Cholesterol, HDL, and LDL

November 12, 2012

Cholesterol, HDL, and LDL

The terms used in the medical world for high cholesterol and the types that you can suffer on can be confusing. So what do they all mean?

While we all know we are supposed to keep our cholesterol levels down, and we may even have heard about HDL and LDL, it’s probably safe to say that not many of us really know what these terms mean.

  • Cholesterol – a lipid, which is not water soluble and therefore cannot move freely through the bloodstream on its’ own.

  • Lipoprotein – the method cholesterol uses to travel around the body, the protein coats the cholesterol molecule. (It is this combination which gives the name -lipid +protein = lipoprotein)

  • HDL – mostly referred to as ‘good cholesterol’, HDL – or High Density Lipoproteins – have more protein than cholesterol and will race through your body, stopping for nothing, until it reaches the liver and the cholesterol is then converted to bile acids.

  • LDL – this is the ‘bad cholesterol’ and is the result of more cholesterol than protein in the lipoprotein. As this travels through the bloodstream it tends to leave bits of itself behind – due, in part, to the presence of special receptors in cells which bind to the passing LDLs.

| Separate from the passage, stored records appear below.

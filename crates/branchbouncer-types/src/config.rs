use crate::family::RuleFamily;
use schemars::JsonSchema;
use serde::{Deserialize, Serialize};

/// The configuration document read by the external rule-evaluation action.
#[derive(Clone, Debug, Default, PartialEq, Eq, Serialize, Deserialize, JsonSchema)]
pub struct ConfigDocument {
    pub rules: Vec<RuleEntry>,
}

/// One enabled rule, tagged by its entry ID.
///
/// Each variant carries exactly the fields its rule family needs. Numeric thresholds are
/// signed so that degenerate values reach the document unchanged.
#[derive(Clone, Debug, PartialEq, Eq, Serialize, Deserialize, JsonSchema)]
#[serde(tag = "id")]
pub enum RuleEntry {
    #[serde(rename = "account-age-min", rename_all = "camelCase")]
    AccountAgeMin { min_account_age_days: i64 },

    #[serde(rename = "pr-total-changes-min", rename_all = "camelCase")]
    PrTotalChangesMin { min_total_changes: i64 },

    #[serde(rename = "public-repo-min", rename_all = "camelCase")]
    PublicRepoMin { min_repos: i64 },

    #[serde(rename = "protected-paths", rename_all = "camelCase")]
    ProtectedPaths { blocked_paths: Vec<String> },
}

impl RuleEntry {
    pub fn family(&self) -> RuleFamily {
        match self {
            RuleEntry::AccountAgeMin { .. } => RuleFamily::AccountAge,
            RuleEntry::PrTotalChangesMin { .. } => RuleFamily::PrChanges,
            RuleEntry::PublicRepoMin { .. } => RuleFamily::RepoCount,
            RuleEntry::ProtectedPaths { .. } => RuleFamily::ProtectedPaths,
        }
    }

    pub fn id(&self) -> &'static str {
        self.family().entry_id()
    }
}

impl ConfigDocument {
    pub fn is_empty(&self) -> bool {
        self.rules.is_empty()
    }

    pub fn families(&self) -> impl Iterator<Item = RuleFamily> + '_ {
        self.rules.iter().map(RuleEntry::family)
    }
}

It is known that HDL does pick up any LDL it passes – but our levels of these lipoproteins are often out of kilter and, generally, there are more LDLs than HDLs.

But what does cholesterol actually do?

Although most of us know the negative effects of high cholesterol and its’ role in hardening of arteries, heart disease and stroke we may not know what it actually does in our body and cholesterol is a very useful substance – it helps to form cell membranes, is crucial for growth in babies and most of what we need is made in our bodies. High cholesterol does not affect only certain people – anyone can have this condition, fat, thin, old young, men and women, there may well be a genetic link to high cholesterol as well as the lifestyle factors most of us are aware of.

Achieving balance

Ideally we should have a good balance of HDL and LDL which will contribute to the good health of our heart. We all need some LDL and so should not try to eliminate it completely but rather maintain it at a low level – because of the role of HDL in taking the excess LDL away we should seek to increase levels of this lipoprotein.

  • One of the first things that can be done to achieve balance in cholesterol levels is to stop smoking – stopping smoking is vital for good health and should be at the top of your to-do list.

  • Another risk factor is excessive alcohol intake – alcohol is fine in moderation.

  • Increase intake of oily fish

  • Avoid foods which contain trans fats

A healthy and well balanced diet and stopping smoking are both things which can be done with immediate effect and will help to bring balance to your good and bad cholesterol.